They sat around a polished table in Whitehall, faces drawn, laptops open. Not because of a single bomb, a specific incursion, but because of a word. That word was ‘permacrisis’. When Foreign Office mandarins reach for a term that sounds more like a diagnosis than a political analysis, you know the old playbook is done.
Yesterday’s emergency talks were called after a stark warning from seasoned Middle East watchers, including the BBC’s Jeremy Bowen. His assessment was not about a flare-up. It was about a structural failure. A state of permanent upheaval, he argued, driven by the unravelling of the Netanyahu coalition and Trump’s transactional approach to diplomacy. What we are watching is not a crisis. It is the normalisation of collapse.
On the streets of Jerusalem and Ramallah, the people I speak to do not use the word ‘permacrisis’. They say ‘tired’. They say ‘scared’. In a café near the Damascus Gate, a Palestinian barista told me: “Every year we are told this is the worst it has been. Then next year comes.” His voice was flat, not angry. That is the human cost of permacrisis: the draining of emotion, the acceptance of entropy.
But the word matters because it shapes policy. Downing Street’s sudden scramble signals a recognition that the old levers of ceasefire resolutions and shuttle diplomacy are jammed. The special envoy, shuffled between capitals, now operates in a landscape with no stable ground. The UK Foreign Office’s emergency convening is less about solving a problem than about managing a slow-motion disaster.
What does ‘permacrisis’ mean for the people caught in the slipstream? It means a generation growing up with no memory of stability. It means economies built on survival rather than growth. It means diplomacy conducted in the shadow of the last horror show, with no vision beyond the next hour. Blair’s ‘cakewalk’ illusions are long dead. Now we have a permanent hangover.
Some officials privately admit that the ‘two-state solution’ is a zombie phrase, rolled out for press conferences but with no heartbeat. The emergency talks will produce a communiqué, no doubt. It will call for restraint, for de-escalation. But the tragedy of the permacrisis is that restraint has become a luxury. The system itself is addicted to instability. Netanyahu’s political survival depends on it. Trump’s brand feeds on it.
Yet there is a cultural shift happening beneath the headlines. Young Israelis and Palestinians are increasingly rejecting the old narratives. They are building cross-border tech projects, music collaborations, quiet acts of normalcy. One joint venture I visited last year in Tel Aviv employs both Jewish and Arab engineers. The founder laughed when I asked about political neutrality. “We don’t talk about politics,” she said. “We talk about code.” That is the human counterweight to permacrisis: the stubborn refusal to let crisis be the only story.

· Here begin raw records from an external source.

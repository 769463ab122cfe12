use crate::analysis::{CallSite, CallTarget, FileAnalysis, SymbolKind};
use crate::graph::ir::{CallGraph, GraphEdge, GraphNode, NodeId};
use crate::parse::common::SourceLocation;
use crate::report::ProjectReport;
use std::collections::HashMap;
use std::path::Path;

/// Builds a CallGraph from analyzed files with node and edge deduplication.
pub struct GraphBuilder {
    graph: CallGraph,
    node_map: HashMap<GraphNode, NodeId>,
}

impl GraphBuilder {
    pub fn new() -> Self {
        Self {
            graph: CallGraph::new(),
            node_map: HashMap::new(),
        }
    }

    /// Get or create the node for `node`.
    fn ensure_node(&mut self, node: GraphNode) -> NodeId {
        if let Some(&idx) = self.node_map.get(&node) {
            return idx;
        }
        let idx = self.graph.add_node(node.clone());
        self.node_map.insert(node, idx);
        idx
    }

    /// Add one call site of `file`. Unresolved calls add nothing.
    pub fn add_call(&mut self, file: &Path, call: &CallSite) {
        let target = match &call.target {
            CallTarget::Symbol { qualified_name, .. } => GraphNode::Symbol {
                file: file.to_path_buf(),
                path: qualified_name.clone(),
            },
            CallTarget::Import { module, name, .. } => GraphNode::External {
                module: module.clone(),
                name: name.clone(),
            },
            CallTarget::Unresolved { .. } => return,
        };
        let source_idx = self.ensure_node(GraphNode::Symbol {
            file: file.to_path_buf(),
            path: call.caller.clone(),
        });
        let target_idx = self.ensure_node(target);
        let location = SourceLocation {
            file: file.to_path_buf(),
            line: call.position.line,
            column: Some(call.position.column),
        };

        if let Some(edge_idx) = self.graph.find_edge(source_idx, target_idx) {
            let edge = &mut self.graph[edge_idx];
            if !edge.source_locations.contains(&location) {
                edge.source_locations.push(location);
            }
        } else {
            self.graph.add_edge(
                source_idx,
                target_idx,
                GraphEdge {
                    kind: call.kind,
                    source_locations: vec![location],
                },
            );
        }
    }

    /// Add every function and method of a file as a node, then its calls.
    pub fn add_file(&mut self, analysis: &FileAnalysis) {
        for symbol in analysis.symbols.iter() {
            if matches!(symbol.kind, SymbolKind::Function | SymbolKind::Method) {
                self.ensure_node(GraphNode::Symbol {
                    file: analysis.path.clone(),
                    path: symbol.qualified_name.clone(),
                });
            }
        }
        for call in &analysis.calls {
            self.add_call(&analysis.path, call);
        }
    }

    /// Consume the builder and return the built graph.
    pub fn build(self) -> CallGraph {
        self.graph
    }
}

impl Default for GraphBuilder {
    fn default() -> Self {
        Self::new()
    }
}

/// Call graph of every analyzed file in a report.
pub fn build_call_graph(report: &ProjectReport) -> CallGraph {
    let mut builder = GraphBuilder::new();
    for analysis in &report.files {
        builder.add_file(analysis);
    }
    let graph = builder.build();
    tracing::debug!(
        nodes = graph.node_count(),
        edges = graph.edge_count(),
        "built call graph"
    );
    graph
}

But those stories are fragile. When emergency talks are the norm, when the word permacrisis enters the lexicon, the air gets thin. The Foreign Office can convene all the meetings it wants. What is needed is a rewiring of the imagination. A recognition that the old terms of engagement are not just outdated but dangerous.
The barista in Ramallah did not know about the emergency talks. He was too busy cleaning his machine. “Will it change anything?” I asked. He shrugged. “The coffee will still be good tomorrow.” That is the real human cost: when coffee is the only certainty left.